Now that I'm on my fourth pregnancy, I can say that I've learned some useful things.
1. You need to pay attention to what your body is telling you. If you're tired, find a way to rest. If you're hungry, you should eat. If you are having a craving (within reason), go with it. If you get clumsy (I start dropping things and spilling things almost immediately after conceiving and well before I would normally have a clue), use extra care.
2. If you are tall (like I am), start cooking on the back burners. My belly and maternity tops would overhang counter tops and stove tops. Verrrry unsafe situation. Besides, when the kids are tall enough to reach that high, It's an extra precaution to keep them safe.
3. Get a sense of humor if you don't already have one. Revel in the absurd things that happen to you when you are pregnant. It's a training ground for the funny absurd things you experience as a parent.
4. The waiting is hard, but it will eventually end. Every time I've been pregnant, the wait has been less of a burden because I am more and more distracted by life with my growing family.
5. The last trimester of pregnancy is going to be uncomfortable. Some things help, some things don't, but eventually you just want your baby out at all costs.
6. Try to stay active in some way during pregnancy. I like to go for walks. In my first pregnancy I had a route that was about 1.5 miles. Near the end, I had to decrease it to around the block (and it was a small block). But good health helps you recover afterwards faster. We've moved since then, and my current walk is more like 0.8 miles with some hills. Of course now I've got two kids to herd as well. So my walk now involves pushing two kids in a double stroller or pushing one in a jogging stroller while the other uses her tricycle (As an added exercise the tricycler needs to be pushed up hill every once in a while which can be accomplished by bumping the jogging stroller on her back bumper). The activity improves mine and my kids moods and does seem to help my overall health. I've impressed my doctor with how much exercise I get. Of course, if you have preschoolers or toddlers as well, then that is a built in exercise program, too.
7. No matter how you carry your baby during your pregnancy, if you are visibly pregnant people will think you are nearly ready to have your baby.
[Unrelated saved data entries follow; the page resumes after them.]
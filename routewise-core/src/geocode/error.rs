use thiserror::Error;

/// Errors from a single [`Geocoder::geocode`](super::Geocoder::geocode) call.
///
/// "No match" is not an error; providers report it as `Ok(None)`.
#[derive(Debug, Clone, PartialEq, Eq, Error)]
pub enum GeocodeError {
    /// The call did not complete in time.
    ///
    /// This is the only variant the resolver retries.
    #[error("geocoding request timed out")]
    Timeout,
    /// Any other provider failure: transport, HTTP status or parsing.
    #[error("{message}")]
    Provider {
        /// Human-readable failure detail.
        message: String,
    },
}

impl GeocodeError {
    /// Construct a [`GeocodeError::Provider`] from any displayable detail.
    pub fn provider(message: impl Into<String>) -> Self {
        Self::Provider {
            message: message.into(),
        }
    }

    /// Whether the failure is timeout-class and worth retrying.
    #[must_use]
    pub const fn is_timeout(&self) -> bool {
        matches!(self, Self::Timeout)
    }
}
Don't take it as an insult or slur against you. They don't know what they are talking about. Even when they have been through it themselves, they forget how big a woman at 9 months pregnant really is. I've gotten big faster each pregnancy and this time had people making comments about the baby's imminent arrival when I was only 4 months pregnant. In my case, I carry my babies out in front as if I swallowed a basketball. I don't look pregnant from behind and have visibly startled store clerks who come up behind me and ask me if I need help finding something. By the time I am 9 months pregnant I have a huge belly sticking out in front and people around me start acting like I am a bomb ready to go off.
8. As a corrolary to the last point, people will ask you at some point if you are having twins. The closer you are to your due date the more likely they will say "are you sure you're not having twins? You're so big." Just remember that they probably haven't been around a woman pregnant with twins lately.
Well, that is probably enough on pregnancy tonight. Maybe on another occasion I will have my say on what I've learned from being a parent.